■ **About this task**
Copy each line of the following data that contains "Idle".
(Extracted information)
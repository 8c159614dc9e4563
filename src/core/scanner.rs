//! WiFi scanning through the device, with state machine

use std::{collections::BTreeMap, sync::Arc, time::Duration};
use tokio::sync::{Mutex, RwLock};
use tracing::{debug, info, warn};

use crate::{
    core::{
        error::{ScanError, ScanResult},
        session::Session,
        types::{ScanOutcome, WifiScanResult},
    },
    protocol::{self, ScanRequest, ScanResponse, Status, endpoints},
    transport::Transport,
};

/// Default number of entries fetched per result page
pub const DEFAULT_PAGE_SIZE: u8 = 4;

/// Default pause between scan status polls
pub const DEFAULT_STATUS_INTERVAL: Duration = Duration::from_millis(500);

/// Default number of status polls before giving up on a scan
pub const DEFAULT_MAX_STATUS_POLLS: u32 = 20;

/// Per-channel dwell time requested from the device
const SCAN_PERIOD_MS: u32 = 120;

/// Scan lifecycle as seen by the client
#[derive(Debug, Clone, Copy, PartialEq, Eq)]
pub enum ScanState {
    Idle,
    Scanning,
    Finished,
    Error,
}

/// Scan state machine
///
/// Guards against overlapping scans and keeps the last results around.
#[derive(Debug)]
struct ScanStateMachine {
    state: ScanState,
    results: Option<BTreeMap<String, WifiScanResult>>,
}

impl ScanStateMachine {
    fn new() -> Self {
        Self {
            state: ScanState::Idle,
            results: None,
        }
    }

    fn start_scan(&mut self) {
        self.state = ScanState::Scanning;
        self.results = None;
    }

    fn complete_scan(&mut self, results: BTreeMap<String, WifiScanResult>) {
        self.state = ScanState::Finished;
        self.results = Some(results);
    }

    fn fail_scan(&mut self) {
        self.state = ScanState::Error;
        self.results = None;
    }

    fn abandon_scan(&mut self) {
        if self.state == ScanState::Scanning {
            self.state = ScanState::Idle;
        }
    }

    fn state(&self) -> ScanState {
        self.state
    }

    fn results(&self) -> Option<&BTreeMap<String, WifiScanResult>> {
        self.results.as_ref()
    }
}

/// Scan tuning knobs
#[derive(Debug, Clone, Copy)]
pub struct ScanOptions {
    pub page_size: u8,
    pub status_interval: Duration,
    pub max_status_polls: u32,
}

impl Default for ScanOptions {
    fn default() -> Self {
        Self {
            page_size: DEFAULT_PAGE_SIZE,
            status_interval: DEFAULT_STATUS_INTERVAL,
            max_status_polls: DEFAULT_MAX_STATUS_POLLS,
        }
    }
}

/// Asks the device to scan for access points and collects the results
///
/// Results are keyed by SSID; an SSID seen more than once keeps its last
/// entry.
pub struct WifiScanner<T: Transport> {
    session: Arc<Session<T>>,
    options: ScanOptions,
    state_machine: Arc<RwLock<ScanStateMachine>>,
    /// Held for the whole scan; released even when the scan future is dropped
    scan_lock: Mutex<()>,
}

/// Puts the state machine back to `Idle` if a scan is dropped before it ends
struct AbandonGuard {
    state_machine: Arc<RwLock<ScanStateMachine>>,
    armed: bool,
}

impl Drop for AbandonGuard {
    fn drop(&mut self) {
        if !self.armed {
            return;
        }
        if let Ok(mut state_machine) = self.state_machine.try_write() {
            state_machine.abandon_scan();
            debug!("Scan abandoned before completion");
        }
    }
}

impl<T: Transport> WifiScanner<T> {
    pub fn new(session: Arc<Session<T>>, options: ScanOptions) -> Self {
        Self {
            session,
            options: ScanOptions {
                page_size: options.page_size.max(1),
                ..options
            },
            state_machine: Arc::new(RwLock::new(ScanStateMachine::new())),
            scan_lock: Mutex::new(()),
        }
    }

    /// Run a complete scan
    ///
    /// Never fails outright: on error the outcome holds empty results and
    /// the error as a diagnostic.
    pub async fn start_scan(&self) -> ScanOutcome {
        let Ok(_scanning) = self.scan_lock.try_lock() else {
            return ScanOutcome::failed(ScanError::InProgress);
        };
        self.state_machine.write().await.start_scan();
        let mut guard = AbandonGuard {
            state_machine: self.state_machine.clone(),
            armed: true,
        };

        let result = self.run_scan().await;
        guard.armed = false;

        match result {
            Ok(results) => {
                info!("Scan finished with {} networks", results.len());
                self.state_machine
                    .write()
                    .await
                    .complete_scan(results.clone());
                ScanOutcome {
                    results,
                    error: None,
                }
            }
            Err(e) => {
                warn!("Scan failed: {}", e);
                self.state_machine.write().await.fail_scan();
                ScanOutcome::failed(e)
            }
        }
    }

    pub async fn state(&self) -> ScanState {
        self.state_machine.read().await.state()
    }

    /// Results of the last successful scan
    pub async fn results(&self) -> Option<BTreeMap<String, WifiScanResult>> {
        self.state_machine.read().await.results().cloned()
    }

    async fn run_scan(&self) -> ScanResult<BTreeMap<String, WifiScanResult>> {
        let start = ScanRequest::Start {
            blocking: true,
            passive: false,
            group_channels: 0,
            period_ms: SCAN_PERIOD_MS,
        };
        match self.round_trip(&start).await? {
            ScanResponse::Start { status } => check(status)?,
            other => return Err(unexpected("Start", &other)),
        }

        let total = self.wait_finished().await?;
        debug!("Device found {} access points", total);

        let mut results = BTreeMap::new();
        let mut index: u8 = 0;
        while index < total {
            let count = self.options.page_size.min(total - index);
            let request = ScanRequest::Result {
                start_index: index,
                count,
            };
            let entries = match self.round_trip(&request).await? {
                ScanResponse::Result { status, entries } => {
                    check(status)?;
                    entries
                }
                other => return Err(unexpected("Result", &other)),
            };
            if entries.is_empty() {
                break;
            }
            index = index.saturating_add(u8::try_from(entries.len()).unwrap_or(u8::MAX));

            for entry in entries {
                match WifiScanResult::try_from(entry) {
                    Ok(network) if network.ssid.is_empty() => {
                        debug!("Skipping hidden network {}", network.bssid_string());
                    }
                    Ok(network) => {
                        results.insert(network.ssid.clone(), network);
                    }
                    Err(e) => debug!("Skipping scan entry: {}", e),
                }
            }
        }

        Ok(results)
    }

    /// Poll until the device reports the scan finished; returns the result count
    async fn wait_finished(&self) -> ScanResult<u8> {
        for poll in 0..self.options.max_status_polls {
            if poll > 0 {
                tokio::time::sleep(self.options.status_interval).await;
            }
            match self.round_trip(&ScanRequest::Status).await? {
                ScanResponse::Status {
                    status,
                    finished,
                    result_count,
                } => {
                    check(status)?;
                    if finished {
                        return Ok(result_count);
                    }
                }
                other => return Err(unexpected("Status", &other)),
            }
        }

        Err(ScanError::Timeout {
            polls: self.options.max_status_polls,
        })
    }

    async fn round_trip(&self, request: &ScanRequest) -> ScanResult<ScanResponse> {
        let payload = protocol::encode(request)?;
        let reply = self.session.request(endpoints::PROV_SCAN, &payload).await?;
        Ok(protocol::decode(&reply)?)
    }
}

fn check(status: Status) -> ScanResult<()> {
    if status.is_success() {
        Ok(())
    } else {
        Err(ScanError::DeviceError(status))
    }
}

fn unexpected(expected: &str, got: &ScanResponse) -> ScanError {
    ScanError::BadResponse(format!("expected {} response, got {:?}", expected, got))
}

#[cfg(test)]
mod tests {
    use super::*;
    use crate::{
        core::error::SessionError,
        protocol::WifiScanEntry,
        security::Security,
        transport::MockDevice,
    };
    use pretty_assertions::assert_eq;

    fn entry(ssid: &str, rssi: i32) -> WifiScanEntry {
        WifiScanEntry {
            ssid: ssid.as_bytes().to_vec(),
            bssid: vec![0x24, 0x0a, 0xc4, 0x00, 0x00, 0x01],
            rssi,
            channel: 6,
            auth: 3,
        }
    }

    fn options(page_size: u8) -> ScanOptions {
        ScanOptions {
            page_size,
            status_interval: Duration::from_millis(1),
            max_status_polls: 5,
        }
    }

    async fn scanner(device: &MockDevice, page_size: u8) -> WifiScanner<MockDevice> {
        let session = Arc::new(Session::new(
            Arc::new(device.clone()),
            Security::proof_of_possession("pop"),
            Duration::from_secs(1),
        ));
        session.establish().await.unwrap();
        WifiScanner::new(session, options(page_size))
    }

    #[test]
    fn test_scan_state_machine_transitions() {
        let mut sm = ScanStateMachine::new();
        assert_eq!(sm.state(), ScanState::Idle);

        sm.start_scan();
        assert_eq!(sm.state(), ScanState::Scanning);

        sm.complete_scan(BTreeMap::new());
        assert_eq!(sm.state(), ScanState::Finished);
        assert!(sm.results().is_some());

        // Only an unfinished scan is abandoned
        sm.abandon_scan();
        assert_eq!(sm.state(), ScanState::Finished);

        sm.start_scan();
        sm.fail_scan();
        assert_eq!(sm.state(), ScanState::Error);
        assert!(sm.results().is_none());

        sm.start_scan();
        sm.abandon_scan();
        assert_eq!(sm.state(), ScanState::Idle);
    }

    #[tokio::test]
    async fn test_duplicate_ssid_last_entry_wins() {
        let device = MockDevice::sec1("pop");
        device
            .set_scan_entries(vec![entry("A", -40), entry("B", -60), entry("A", -45)])
            .await;
        let scanner = scanner(&device, 2).await;

        let outcome = scanner.start_scan().await;

        assert_eq!(outcome.error, None);
        let rssi: Vec<_> = outcome
            .results
            .iter()
            .map(|(ssid, network)| (ssid.as_str(), network.rssi))
            .collect();
        assert_eq!(rssi, vec![("A", -45), ("B", -60)]);
        assert_eq!(scanner.state().await, ScanState::Finished);
    }

    #[tokio::test]
    async fn test_pages_requested_until_count_reached() {
        let device = MockDevice::sec1("pop");
        let entries = (0..7).map(|i| entry(&format!("net-{}", i), -50)).collect();
        device.set_scan_entries(entries).await;
        device.set_scan_duration(3).await;
        let scanner = scanner(&device, 3).await;

        let outcome = scanner.start_scan().await;
        assert_eq!(outcome.results.len(), 7);

        let scan_requests = device
            .request_log()
            .await
            .iter()
            .filter(|path| *path == endpoints::PROV_SCAN)
            .count();
        // Start + 3 status polls + 3 pages
        assert_eq!(scan_requests, 7);
    }

    #[tokio::test]
    async fn test_empty_scan_is_not_an_error() {
        let device = MockDevice::sec1("pop");
        let scanner = scanner(&device, 4).await;

        let outcome = scanner.start_scan().await;

        assert!(outcome.results.is_empty());
        assert_eq!(outcome.error, None);
        assert!(outcome.needs_manual_entry());
    }

    #[tokio::test]
    async fn test_device_error_gives_empty_results() {
        let device = MockDevice::sec1("pop");
        device.set_scan_entries(vec![entry("A", -40)]).await;
        device.set_scan_status(Status::InternalError).await;
        let scanner = scanner(&device, 4).await;

        let outcome = scanner.start_scan().await;

        assert!(outcome.results.is_empty());
        assert_eq!(
            outcome.error,
            Some(ScanError::DeviceError(Status::InternalError))
        );
        assert_eq!(scanner.state().await, ScanState::Error);
        assert_eq!(scanner.results().await, None);
    }

    #[tokio::test]
    async fn test_scan_that_never_finishes() {
        let device = MockDevice::sec1("pop");
        device.set_scan_duration(100).await;
        let scanner = scanner(&device, 4).await;

        let outcome = scanner.start_scan().await;
        assert_eq!(outcome.error, Some(ScanError::Timeout { polls: 5 }));
    }

    #[tokio::test]
    async fn test_overlapping_scan_rejected() {
        let device = MockDevice::sec1("pop");
        device.set_scan_entries(vec![entry("A", -40)]).await;
        let scanner = Arc::new(scanner(&device, 4).await);
        device.set_reply_delay(Duration::from_millis(100)).await;

        let first = {
            let scanner = scanner.clone();
            tokio::spawn(async move { scanner.start_scan().await })
        };
        tokio::time::sleep(Duration::from_millis(20)).await;

        let second = scanner.start_scan().await;
        assert_eq!(second.error, Some(ScanError::InProgress));
        assert_eq!(first.await.unwrap().results.len(), 1);
    }

    #[tokio::test]
    async fn test_cancelled_scan_can_be_restarted() {
        let device = MockDevice::sec0();
        device.set_scan_entries(vec![entry("A", -40)]).await;
        let session = Arc::new(Session::new(
            Arc::new(device.clone()),
            Security::unsecured(),
            Duration::from_secs(1),
        ));
        session.establish().await.unwrap();
        let scanner = WifiScanner::new(session, options(4));
        device.set_reply_delay(Duration::from_millis(200)).await;

        let cancelled = tokio::time::timeout(Duration::from_millis(50), scanner.start_scan()).await;
        assert!(cancelled.is_err());
        assert_eq!(scanner.state().await, ScanState::Idle);

        device.set_reply_delay(Duration::ZERO).await;
        let outcome = scanner.start_scan().await;

        assert_eq!(outcome.error, None);
        assert_eq!(outcome.results.len(), 1);
        assert_eq!(scanner.state().await, ScanState::Finished);
    }

    #[tokio::test]
    async fn test_scan_without_session() {
        let device = MockDevice::sec0();
        let session = Arc::new(Session::new(
            Arc::new(device.clone()),
            Security::unsecured(),
            Duration::from_secs(1),
        ));
        let scanner = WifiScanner::new(session, options(4));

        let outcome = scanner.start_scan().await;

        assert_eq!(
            outcome.error,
            Some(ScanError::Session(SessionError::NotEstablished))
        );
        assert_eq!(device.request_count(), 0);
    }
}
(End Extracted information)
■ **Expected output**
    Idle,
            state: ScanState::Idle,
            self.state = ScanState::Idle;
/// Puts the state machine back to `Idle` if a scan is dropped before it ends
        assert_eq!(sm.state(), ScanState::Idle);
        assert_eq!(sm.state(), ScanState::Idle);
        assert_eq!(scanner.state().await, ScanState::Idle);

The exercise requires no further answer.